16. As máquinas que se encontravam nas instalações da insolvente, já existiam na posse da insolvente pelo menos desde o ano de 2008, tinham grande desgaste e uso e foram objetos de contratos de locação financeira em 2010, tendo sido recebidas como novas quando na realidade não eram, e ao aceitá-las a insolvente aumentou o seu passivo no valor dos contratos de locação financeira celebrados com as entidades bancárias, num total de mais de 22 milhões de euros.
17. Para além do TOC das firmas referidas ser comum, um dos gerentes da (…), Lda. é TOC da insolvente e irmã do sócio gerente da insolvente, (…), (…) e que atualmente tem por nome (…).
18. O Banco (…) foi condenado ao pagamento à massa da quantia de 1.500.000,00 mais juros, tendo a massa recebido de indemnização do (…) o montante de cerca de 2.220.000,00 euros.
Factos Não Provados:
1) Que face à extensão dos equipamentos que integram o parque de máquinas, a insolvente teve necessidade de proceder a uma organização interna, e como tal, atribuiu uma chapa de identificação a cada equipamento.
2) Que se tratam de diversas máquinas encadeadas, e que permitem desde o tratamento de papel em bobinas até ao embalamento produzir verticalmente certo tipo de produtos.
3) Que após a atribuição de um número de identificação aos equipamentos, a insolvente fez refletir tal indicação nas faturas que acompanharam a celebração do contrato de locação financeira.
4) Que cada equipamento está, por regra, descrito nas faturas não pela marca da máquina, mas pela chapa de identificação, de modo a permitir a cada entidade financeira a verificação presencial dos equipamentos que integram o objeto do contrato de locação financeira.
5) Que a cada contrato corresponde um equipamento, cada equipamento tem uma chapa de identificação, foi faturado e está devidamente referenciado no contrato de locação financeira.
6) Que os equipamentos, salvo algumas exceções, não eram locados como novos, mas sim como usados, o que as instituições financeiras não podiam ignorar.

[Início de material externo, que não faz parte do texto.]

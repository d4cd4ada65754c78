use clap::{Args, Parser, Subcommand};

#[derive(Debug, Parser)]
#[command(author, version, about)]
pub struct Cli {
    #[command(subcommand)]
    pub command: Command,
}

#[derive(Debug, Subcommand)]
pub enum Command {
    /// Crawl a root URL, chunk the content, and insert it into a collection.
    Insert(InsertArgs),
    /// Run the RAG HTTP service.
    Serve(ServeArgs),
    /// Ask the service a question (retrieval, optionally with a generated answer).
    Query(QueryArgs),
}

#[derive(Debug, Args)]
pub struct InsertArgs {
    /// Root to crawl: a page URL, a `.txt` URL listing, or an XML sitemap.
    pub root: String,

    /// Collection name to insert into.
    #[arg(long, default_value = "docs")]
    pub collection: String,

    /// Storage directory hint forwarded to the service.
    #[arg(long, default_value = "./chroma_db")]
    pub db_dir: String,

    /// Embedding model identifier recorded on the collection.
    #[arg(long, default_value = "all-MiniLM-L6-v2")]
    pub embedding_model: String,

    /// Maximum chunk size in characters.
    #[arg(long, default_value_t = 1000, value_parser = positive_usize)]
    pub chunk_size: usize,

    /// Maximum link depth for regular page roots.
    #[arg(long, default_value_t = 3, value_parser = positive_u32)]
    pub max_depth: u32,

    /// Maximum concurrent page fetches.
    #[arg(long, default_value_t = 10, value_parser = positive_usize)]
    pub max_concurrent: usize,

    /// Chunks per insert batch.
    #[arg(long, default_value_t = 100, value_parser = positive_usize)]
    pub batch_size: usize,

    /// Per-page fetch timeout in seconds.
    #[arg(long, default_value_t = 30, value_parser = positive_u64)]
    pub page_timeout_secs: u64,

    /// RAG service URL.
    #[arg(long, env = "RAG_SERVICE_URL", default_value = "http://localhost:8000")]
    pub service_url: String,
}

#[derive(Debug, Args)]
pub struct ServeArgs {
    /// Listen address.
    #[arg(long, default_value = "0.0.0.0:8000")]
    pub addr: String,

    /// Chroma server URL.
    #[arg(long, env = "CHROMA_URL", default_value = "http://localhost:8001")]
    pub chroma_url: String,

    /// Embedding model identifier recorded on newly created collections.
    #[arg(long, env = "EMBEDDING_MODEL", default_value = "all-MiniLM-L6-v2")]
    pub embedding_model: String,
}

#[derive(Debug, Args)]
pub struct QueryArgs {
    /// The question to ask.
    pub query: String,

    /// Collection name to query.
    #[arg(long, default_value = "docs")]
    pub collection: String,

    /// Number of chunks to retrieve.
    #[arg(long, default_value_t = 5, value_parser = positive_usize)]
    pub n_results: usize,

    /// Sampling temperature for the generated answer.
    #[arg(long, default_value_t = 0.7)]
    pub temperature: f32,

    /// Token budget for the generated answer.
    #[arg(long, default_value_t = 1000, value_parser = positive_u32)]
    pub max_tokens: u32,

    /// Skip generation and print the retrieved context only.
    #[arg(long)]
    pub retrieve_only: bool,

    /// RAG service URL.
    #[arg(long, env = "RAG_SERVICE_URL", default_value = "http://localhost:8000")]
    pub service_url: String,
}

fn positive_usize(s: &str) -> Result<usize, String> {
    match s.parse::<usize>() {
        Ok(v) if v > 0 => Ok(v),
        Ok(_) => Err("must be a positive integer".to_owned()),
        Err(err) => Err(err.to_string()),
    }
}

fn positive_u32(s: &str) -> Result<u32, String> {
    match s.parse::<u32>() {
        Ok(v) if v > 0 => Ok(v),
        Ok(_) => Err("must be a positive integer".to_owned()),
        Err(err) => Err(err.to_string()),
    }
}

fn positive_u64(s: &str) -> Result<u64, String> {
    match s.parse::<u64>() {
        Ok(v) if v > 0 => Ok(v),
        Ok(_) => Err("must be a positive integer".to_owned()),
        Err(err) => Err(err.to_string()),
    }
}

7) Que já em anos anteriores a insolvente tinha realizado contratos de locação financeira com diversas instituições, que bem sabiam da sua natureza.
8) Que a insolvente sempre conservou todo o património imobiliário que tem um valor significativo.

2. Direito.
2.1. Se não se demonstra que a situação de insolvência foi criada ou agravada, pelo gerente da devedora, nos três anos anteriores ao início do processo de insolvência.

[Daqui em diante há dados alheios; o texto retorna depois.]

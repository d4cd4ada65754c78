use std::process::ExitCode;

use anyhow::Context as _;
use clap::Parser as _;

#[tokio::main]
async fn main() -> ExitCode {
    if let Err(err) = try_main().await {
        eprintln!("{err:#}");
        return ExitCode::FAILURE;
    }

    ExitCode::SUCCESS
}

async fn try_main() -> anyhow::Result<()> {
    docrag::logging::init().context("init logging")?;

    let cli = docrag::cli::Cli::parse();
    tracing::debug!(?cli, "parsed cli");

    match cli.command {
        docrag::cli::Command::Insert(args) => {
            docrag::insert::run(args).await.context("insert")?;
        }
        docrag::cli::Command::Serve(args) => {
            docrag::serve::run(args).await.context("serve")?;
        }
        docrag::cli::Command::Query(args) => {
            docrag::client::run(args).await.context("query")?;
        }
    }

    Ok(())
}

Considera o Apelante que a insolvência não pode haver-se por culposa, porquanto não se demonstra nos autos que o agravamento artificial do passivo, suposto pela decisão recorrida, haja ocorrido nos três anos anteriores ao início do processo de insolvência.
A criação ou agravamento da situação de insolvência do devedor, relevante para efeitos da qualificação da insolvência como culposa, deve ocorrer nos três anos anteriores ao início do processo de insolvência (artº 186º, nº 1, do CIRE).

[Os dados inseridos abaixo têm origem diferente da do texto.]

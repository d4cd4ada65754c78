use std::sync::Arc;
use std::time::Duration;

use anyhow::Context as _;
use axum::extract::State;
use axum::http::StatusCode;
use axum::routing::{get, post};
use axum::{Json, Router};
use tower_http::trace::TraceLayer;

use crate::cli::ServeArgs;
use crate::errors::StoreError;
use crate::fetch::build_http_client;
use crate::formats::{
    ErrorResponse, GenerateRequest, GenerateResponse, HealthResponse, InsertDocumentsRequest,
    InsertDocumentsResponse, RagQueryRequest, RagQueryResponse, RetrieveRequest, RetrieveResponse,
    RetrievedChunk,
};
use crate::llm::LlmClient;
use crate::store::{ChromaStore, VectorStore};

const CONTEXT_SEPARATOR: &str = "\n\n---\n\n";

const RAG_SYSTEM_PROMPT: &str = "You are a helpful assistant that answers questions based on \
the provided documentation. Use only the context provided to answer the question. If the \
context doesn't contain the answer, clearly state that the information isn't available in the \
current documentation.";

#[derive(Clone)]
pub struct AppState {
    pub store: Arc<dyn VectorStore>,
    pub llm: Arc<LlmClient>,
}

pub async fn run(args: ServeArgs) -> anyhow::Result<()> {
    let client = build_http_client(Duration::from_secs(60))?;
    let store = Arc::new(ChromaStore::new(
        client.clone(),
        &args.chroma_url,
        &args.embedding_model,
    ));
    let llm = Arc::new(LlmClient::from_env(client));
    tracing::info!(model = llm.model(), chroma = %args.chroma_url, "service configured");

    let state = AppState { store, llm };
    let listener = tokio::net::TcpListener::bind(&args.addr)
        .await
        .with_context(|| format!("bind {}", args.addr))?;
    tracing::info!(addr = %args.addr, "docrag service listening");

    axum::serve(listener, router(state)).await.context("serve")
}

pub fn router(state: AppState) -> Router {
    Router::new()
        .route("/health", get(health))
        .route("/insert-documents", post(insert_documents))
        .route("/retrieve", post(retrieve))
        .route("/generate", post(generate))
        .route("/rag-query", post(rag_query))
        .layer(TraceLayer::new_for_http())
        .with_state(state)
}

type ApiError = (StatusCode, Json<ErrorResponse>);

fn bad_request(detail: String) -> ApiError {
    (StatusCode::BAD_REQUEST, Json(ErrorResponse { detail }))
}

fn store_error(err: StoreError) -> ApiError {
    tracing::error!(%err, "storage collaborator failed");
    (
        StatusCode::INTERNAL_SERVER_ERROR,
        Json(ErrorResponse {
            detail: err.to_string(),
        }),
    )
}

async fn health() -> Json<HealthResponse> {
    Json(HealthResponse {
        status: "healthy".to_owned(),
        service: "docrag".to_owned(),
    })
}

async fn insert_documents(
    State(state): State<AppState>,
    Json(request): Json<InsertDocumentsRequest>,
) -> Result<Json<InsertDocumentsResponse>, ApiError> {
    if request.documents.len() != request.metadatas.len()
        || request.documents.len() != request.ids.len()
    {
        return Err(bad_request(
            "the number of documents, metadatas, and ids must be the same".to_owned(),
        ));
    }
    if let Some(db_dir) = request.db_dir.as_deref() {
        // The service owns its storage backend; the client's directory hint
        // is informational only.
        tracing::debug!(%db_dir, "client supplied db_dir");
    }

    state
        .store
        .upsert(
            &request.collection_name,
            &request.ids,
            &request.documents,
            &request.metadatas,
            request.embedding_model.as_deref(),
        )
        .await
        .map_err(store_error)?;

    let count = request.documents.len();
    Ok(Json(InsertDocumentsResponse {
        success: true,
        message: format!("successfully inserted {count} documents"),
        count,
    }))
}

async fn retrieve(
    State(state): State<AppState>,
    Json(request): Json<RetrieveRequest>,
) -> Result<Json<RetrieveResponse>, ApiError> {
    let chunks = state
        .store
        .query(&request.collection_name, &request.query, request.n_results)
        .await
        .map_err(store_error)?;

    Ok(Json(RetrieveResponse {
        context: format_context(&chunks),
        chunks,
    }))
}

async fn generate(
    State(state): State<AppState>,
    Json(request): Json<GenerateRequest>,
) -> Result<Json<GenerateResponse>, ApiError> {
    let text = state
        .llm
        .generate(
            &request.prompt,
            request.system_prompt.as_deref(),
            request.temperature,
            request.max_tokens,
        )
        .await
        .map_err(|err| {
            tracing::error!(%err, "generation failed");
            (
                StatusCode::INTERNAL_SERVER_ERROR,
                Json(ErrorResponse {
                    detail: err.to_string(),
                }),
            )
        })?;

    Ok(Json(GenerateResponse { text }))
}

/// Retrieve-then-generate. Generation failure degrades the response to the
/// retrieved context instead of failing the whole request.
async fn rag_query(
    State(state): State<AppState>,
    Json(request): Json<RagQueryRequest>,
) -> Result<Json<RagQueryResponse>, ApiError> {
    let chunks = state
        .store
        .query(&request.collection_name, &request.query, request.n_results)
        .await
        .map_err(store_error)?;
    let context = format_context(&chunks);

    let prompt = format!(
        "Context:\n{context}\n\nQuestion: {}\n\nAnswer:",
        request.query
    );
    match state
        .llm
        .generate(
            &prompt,
            Some(RAG_SYSTEM_PROMPT),
            request.temperature,
            request.max_tokens,
        )
        .await
    {
        Ok(answer) => Ok(Json(RagQueryResponse {
            answer: Some(answer),
            context,
            generation_error: None,
        })),
        Err(err) => {
            tracing::warn!(%err, "generation failed; returning retrieved context only");
            Ok(Json(RagQueryResponse {
                answer: None,
                context,
                generation_error: Some(err.to_string()),
            }))
        }
    }
}

fn format_context(chunks: &[RetrievedChunk]) -> String {
    chunks
        .iter()
        .map(|c| c.document.as_str())
        .collect::<Vec<_>>()
        .join(CONTEXT_SEPARATOR)
}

De acordo com os factos julgados provados pela decisão recorrida a Devedora deu início ao processo de insolvência em 2/5/2013 (ponto 2 dos factos provados) e o agravamento artificial do passivo terá ocorrido em 2010, ano da celebração dos contratos de locação financeira, mediante os quais assumiu o pagamento de rendas, em valor superior a 22 milhões de euros, para locar máquinas, gastas e usadas, que já lhe pertenciam (ponto 16 dos factos provados).
Enquadramento factual que não permite, é certo, afastar a possibilidade de os contratos haverem sido celebrados antes de 2/5/2010 e, assim, de situar os negócios tido por ruinosos em período temporal irrelevante para efeitos da qualificação da insolvência como culposa.
Vistos, porém, os contratos que servem de motivação à decisão recorrida e, por esta, aliás, anotados, cedo se certifica que a razão do Apelante é de forma e não de substância e isto porque tais contratos se reportam, todos eles, a datas posteriores a 2/5/2010 e, por tal, mostram-se inseridos no período temporal em que a criação ou agravamento da situação de insolvência releva para efeitos da qualificação desta como culposa.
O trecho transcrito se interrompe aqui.